Interpreting Youth Voice

Olympia Youth Forum 2014

Some adults suggest its “simple” to listen to youth. They merely open their ears, turn on their hearts and watch their body language as young people speak. These same adults often take liberty in interpreting youth, telling other adults and even young people themselves what youth voice means, what it does and why it matters.

This is a double standard though. It’s never the job of adults to tell youth how to speak, what they mean, why to share and when is appropriate and when its inappropriate. Instead, I think its our job to make space for youth to speak in the most unbridled, uninhibited ways they want in order to make their feelings, thoughts, ideas, knowledge and wisdom known.
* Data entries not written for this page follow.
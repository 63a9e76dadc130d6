//! Statement processor for NAMED_SQL and DIRECT_SQL

use std::collections::HashMap;
use std::sync::Arc;

use dataexpress_core::inputs::{self, Inputs};
use dataexpress_core::{
    Connection, DataExpressError, OutputFilter, Parameter, ProcessorType, Result, ResultBag,
    StatementDescriptor, Value,
};
use dataexpress_query::{
    StatementParser, auto_replace, autofill_input_key, autofill_keys, bind_value,
    check_replacements, materialize, should_paginate, to_executable,
};
use parking_lot::RwLock;

use super::{ExecutionEnv, Processor};
use crate::table_cache::CachedCatalog;

pub struct StatementProcessor {
    processor_type: ProcessorType,
    descriptor: Arc<StatementDescriptor>,
    /// Paginated forms of the statement, keyed by rewritten text
    paginated: RwLock<HashMap<String, Arc<StatementDescriptor>>>,
    /// Generated-key support per connection identity
    key_support: RwLock<HashMap<String, bool>>,
}

impl StatementProcessor {
    pub fn new(processor_type: ProcessorType, name: &str, sql: &str) -> Self {
        let sql = sql.trim();
        Self {
            processor_type,
            descriptor: Arc::new(StatementDescriptor::new(name, sql, to_executable(sql))),
            paginated: RwLock::new(HashMap::new()),
            key_support: RwLock::new(HashMap::new()),
        }
    }

    pub fn descriptor(&self) -> &Arc<StatementDescriptor> {
        &self.descriptor
    }

    /// Forget every cached generated-key probe result
    pub fn invalidate_capabilities(&self) {
        self.key_support.write().clear();
    }

    /// Whether the connection reports generated keys. A failed probe counts
    /// as unsupported and is retried on the next call.
    fn supports_generated_keys(&self, connection: &dyn Connection) -> bool {
        let identity = connection.identity();
        if let Some(supported) = self.key_support.read().get(&identity) {
            return *supported;
        }

        match connection.supports_generated_keys() {
            Ok(supported) => {
                tracing::debug!(identity = %identity, supported, "probed generated-key support");
                self.key_support.write().insert(identity, supported);
                supported
            }
            Err(e) => {
                tracing::debug!(identity = %identity, error = %e, "generated-key probe failed");
                false
            }
        }
    }

    /// Run every `?@key` lookup and store its scalar under `@key`.
    fn auto_fill(&self, env: &ExecutionEnv<'_>, inputs: &mut Inputs) -> Result<()> {
        for key in autofill_keys(self.descriptor.original_text()) {
            let context = env.context.enter(&key)?;
            tracing::debug!(statement = %self.name(), lookup = %key, depth = context.depth(), "auto-filling input");

            let bag = env.engine.run(
                env.connection,
                ProcessorType::NamedSql,
                &key,
                inputs.clone(),
                OutputFilter::new(),
                context,
            )?;
            let value = bag
                .first_table()
                .and_then(|t| t.first_object())
                .cloned()
                .unwrap_or(Value::Null);
            inputs.insert(autofill_input_key(&key), value);
        }
        Ok(())
    }

    fn paginated_descriptor(&self, sql: &str) -> Arc<StatementDescriptor> {
        if let Some(descriptor) = self.paginated.read().get(sql) {
            return descriptor.clone();
        }
        self.paginated
            .write()
            .entry(sql.to_string())
            .or_insert_with(|| {
                Arc::new(StatementDescriptor::new(self.name(), sql, to_executable(sql)))
            })
            .clone()
    }

    fn run(&self, env: &ExecutionEnv<'_>, mut inputs: Inputs, mut filter: OutputFilter) -> Result<ResultBag> {
        check_replacements(self.descriptor.original_text(), &inputs)?;
        self.auto_fill(env, &mut inputs)?;

        let mut descriptor = self.descriptor.clone();
        if should_paginate(descriptor.kind(), &inputs) {
            let limit = inputs::int_value(&inputs, inputs::RECORDS_LIMIT);
            if limit.is_none_or(|l| l == inputs::NO_ROW_LIMIT) {
                let default_limit = env.engine.config().default_pagination_limit;
                inputs.insert(inputs::RECORDS_LIMIT.to_string(), Value::Int64(default_limit));
            }
            let sql = env
                .vendor()
                .build_paginated_sql(descriptor.original_text(), &mut inputs, &mut filter)?;
            descriptor = self.paginated_descriptor(&sql);
        }

        let replaced = auto_replace(descriptor.original_text(), &inputs)?;
        if replaced != descriptor.original_text() {
            descriptor = Arc::new(StatementDescriptor::new(
                self.name(),
                replaced.as_str(),
                to_executable(&replaced),
            ));
        }

        let catalog = CachedCatalog::new(env.engine.tables(), env.connection);
        let parameters = descriptor.resolve_with(|d| StatementParser::new(&catalog).parse(d.original_text()))?;
        let values = collect_values(&parameters, &inputs)?;

        let want_keys = !descriptor.is_select() && self.supports_generated_keys(env.connection);
        let mut stmt = env.connection.prepare(descriptor.executable_text(), want_keys)?;
        for (parameter, value) in parameters.iter().zip(values) {
            stmt.bind(parameter.index, bind_value(parameter, value, Some(env.vendor()))?)?;
        }

        let mut bag = ResultBag::new(self.name(), self.processor_type);
        if descriptor.is_select() {
            let filter = (!filter.is_empty()).then_some(&filter);
            let mut cursor = stmt.execute_query()?;
            let table = materialize(&mut *cursor, filter, Some(env.vendor()))?;
            tracing::debug!(statement = %self.name(), rows = table.len(), "query complete");
            bag.add_table(self.name(), table);
        } else {
            let affected = stmt.execute_update()?;
            bag.updated_row_count = i64::try_from(affected).unwrap_or(i64::MAX);
            if want_keys {
                match stmt.generated_key() {
                    Ok(key) => bag.generated_key = key,
                    Err(e) => tracing::debug!(error = %e, "generated key unavailable"),
                }
            }
            tracing::debug!(
                statement = %self.name(),
                affected_rows = affected,
                generated_key = ?bag.generated_key,
                "update complete"
            );
        }
        Ok(bag)
    }
}

/// Input value of every parameter, in parameter order
fn collect_values<'i>(parameters: &[Parameter], inputs: &'i Inputs) -> Result<Vec<&'i Value>> {
    parameters
        .iter()
        .map(|p| {
            inputs.get(&p.name).ok_or_else(|| DataExpressError::MissingInput {
                key: p.name.clone(),
                available: inputs::key_list(inputs),
            })
        })
        .collect()
}

impl Processor for StatementProcessor {
    fn name(&self) -> &str {
        self.descriptor.name()
    }

    fn processor_type(&self) -> ProcessorType {
        self.processor_type
    }

    #[tracing::instrument(
        skip(self, env, inputs, filter),
        fields(processor = %self.name(), depth = env.context.depth())
    )]
    fn execute(&self, env: &ExecutionEnv<'_>, inputs: Inputs, filter: OutputFilter) -> Result<ResultBag> {
        self.run(env, inputs, filter)
    }
}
Our society is in such a desperate state that we can’t wait for adults to make sense of others’ words anymore. We have to hear young people speak with reckless abandon now, and instead of whittling down meanings, figuring out perspectives and deciding others emotions and knowledge, we should hear all young people everywhere as earnestly, honestly and authentically as possible.

Basically, I want every teacher, youth worker, parent, nonprofit executive, social worker, school leader and anyone who pretends, portends or otherwise interacts with youth to push themselves to stop trying to make sense of youth voice. Instead, simply let youth voice be and learn to hear what’s being said.
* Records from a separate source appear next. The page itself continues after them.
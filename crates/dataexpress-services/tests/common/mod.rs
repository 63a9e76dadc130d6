//! Shared fixtures: logging, a SQLite blog database and a scripted
//! connection for procedure calls

#![allow(dead_code)]

use std::collections::HashMap;
use std::sync::{Arc, Once};

use dataexpress_core::{
    BindValue, BufferedCursor, CallableStatement, ColumnInfo, Connection, Cursor,
    DataExpressError, EngineConfig, PreparedStatement, ProcedureColumn, Result, SqlType, Value,
    ValueSource,
};
use dataexpress_drivers::sqlite::SqliteConnection;
use dataexpress_services::DataExpress;
use parking_lot::Mutex;

static INIT: Once = Once::new();

pub fn init_test_logging() {
    INIT.call_once(|| {
        let filter = tracing_subscriber::EnvFilter::try_from_default_env()
            .unwrap_or_else(|_| tracing_subscriber::EnvFilter::new("warn"));
        let _ = tracing_subscriber::fmt()
            .with_env_filter(filter)
            .with_test_writer()
            .try_init();
    });
}

pub const BLOG_CONFIG: &str = r#"
max_autofill_depth = 4

[statements]
find_post = "SELECT * FROM posts WHERE id = ?id"
posts_by_user = "SELECT * FROM posts WHERE user_id = ?user_id"
add_post = "INSERT INTO posts (user_id, title, body) VALUES (?user_id, ?title, ?body)"
latest_author = "SELECT MAX(user_id) FROM posts"
posts_of_latest = "SELECT id, title FROM posts WHERE user_id = ?@latest_author ORDER BY id"
loop_a = "SELECT id FROM posts WHERE id = ?@loop_b"
loop_b = "SELECT id FROM posts WHERE id = ?@loop_a"
table_count = "SELECT COUNT(*) FROM #table#"
sorted_by_lookup = "SELECT id FROM posts WHERE user_id = ?@no_such_lookup ORDER BY #sort#"
"#;

pub fn blog_engine() -> DataExpress {
    init_test_logging();
    let config = EngineConfig::from_toml_str(BLOG_CONFIG).expect("valid config");
    DataExpress::new(config).expect("engine")
}

/// Six posts, two per user, ids 1 to 6
pub fn blog_db() -> SqliteConnection {
    let conn = SqliteConnection::open_named("blog", ":memory:").expect("open in-memory db");
    conn.execute_batch(
        "CREATE TABLE posts (id INTEGER PRIMARY KEY, user_id INTEGER, title VARCHAR(100), body TEXT);
         INSERT INTO posts (user_id, title, body) VALUES
            (1, 'post 1', 'a'), (1, 'post 2', 'b'),
            (2, 'post 3', 'c'), (2, 'post 4', 'd'),
            (3, 'post 5', 'e'), (3, 'post 6', 'f');",
    )
    .expect("create posts");
    conn
}

pub fn inputs<const N: usize>(pairs: [(&str, Value); N]) -> dataexpress_core::Inputs {
    pairs.into_iter().map(|(k, v)| (k.to_string(), v)).collect()
}

/// Catalog rows and outputs of one scripted procedure
#[derive(Clone, Default)]
pub struct Script {
    pub columns: Vec<ProcedureColumn>,
    pub scalars: HashMap<usize, Value>,
    pub cursors: HashMap<usize, (Vec<ColumnInfo>, Vec<Vec<Value>>)>,
}

/// Connection answering procedure metadata and calls from scripts
#[derive(Default)]
pub struct ScriptedConnection {
    procedures: HashMap<String, Script>,
    pub calls: Arc<Mutex<Vec<String>>>,
    pub bound: Arc<Mutex<Vec<(usize, BindValue)>>>,
    pub registered: Arc<Mutex<Vec<(usize, SqlType)>>>,
}

impl ScriptedConnection {
    pub fn new() -> Self {
        Self::default()
    }

    pub fn with_procedure(mut self, api: &str, script: Script) -> Self {
        self.procedures.insert(api.to_ascii_uppercase(), script);
        self
    }
}

pub fn procedure_column(sequence: i32, name: &str, mode: i32, sql_type: SqlType, type_name: &str) -> ProcedureColumn {
    ProcedureColumn {
        sequence,
        name: name.to_string(),
        mode,
        data_type: sql_type.code(),
        type_name: type_name.to_string(),
    }
}

impl Connection for ScriptedConnection {
    fn vendor(&self) -> &str {
        "scripted"
    }

    fn connection_name(&self) -> &str {
        "procedures"
    }

    fn prepare(&self, sql: &str, _want_generated_keys: bool) -> Result<Box<dyn PreparedStatement + '_>> {
        Err(DataExpressError::NotSupported(sql.to_string()))
    }

    fn prepare_call(&self, call_text: &str) -> Result<Box<dyn CallableStatement + '_>> {
        let script = self
            .procedures
            .iter()
            .find(|(api, _)| call_text.contains(&format!("{}(", api)))
            .map(|(_, s)| s.clone())
            .ok_or_else(|| DataExpressError::NotFound(call_text.to_string()))?;
        Ok(Box::new(ScriptedCall {
            conn: self,
            script,
            call_text: call_text.to_string(),
        }))
    }

    fn table_columns(&self, _table: &str) -> Result<Vec<ColumnInfo>> {
        Ok(Vec::new())
    }

    fn procedure_columns(&self, _catalog: Option<&str>, _schema: Option<&str>, api: &str) -> Result<Vec<ProcedureColumn>> {
        Ok(self
            .procedures
            .get(&api.to_ascii_uppercase())
            .map(|s| s.columns.clone())
            .unwrap_or_default())
    }
}

struct ScriptedCall<'a> {
    conn: &'a ScriptedConnection,
    script: Script,
    call_text: String,
}

impl ValueSource for ScriptedCall<'_> {
    fn get_value(&mut self, index: usize) -> Result<Value> {
        self.script
            .scalars
            .get(&index)
            .cloned()
            .ok_or_else(|| DataExpressError::NotFound(format!("output {}", index)))
    }
}

impl CallableStatement for ScriptedCall<'_> {
    fn register_out(&mut self, index: usize, sql_type: SqlType) -> Result<()> {
        self.conn.registered.lock().push((index, sql_type));
        Ok(())
    }

    fn bind(&mut self, index: usize, value: BindValue) -> Result<()> {
        self.conn.bound.lock().push((index, value));
        Ok(())
    }

    fn execute(&mut self) -> Result<()> {
        self.conn.calls.lock().push(self.call_text.clone());
        Ok(())
    }

    fn take_cursor(&mut self, index: usize) -> Result<Box<dyn Cursor + '_>> {
        let (columns, rows) = self
            .script
            .cursors
            .remove(&index)
            .ok_or_else(|| DataExpressError::NotFound(format!("cursor {}", index)))?;
        Ok(Box::new(BufferedCursor::new(columns, rows)))
    }
}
  • Listen to emotions, even when they make you uncomfortable.
  • Hear knowledge, even when it conflicts or contradicts what you think you know.
  • Watch your own responses, even (especially) when you think you’re right.
  • Trust youth. Every. Single. Time.
  • Believe in youth voice, especially when its different from your own.

When we adults learn to control ourselves and our negative behavior towards youth voice, we can make genuine progress in transforming the roles of young people throughout society. When those change, the world changes. We should aim for nothing less.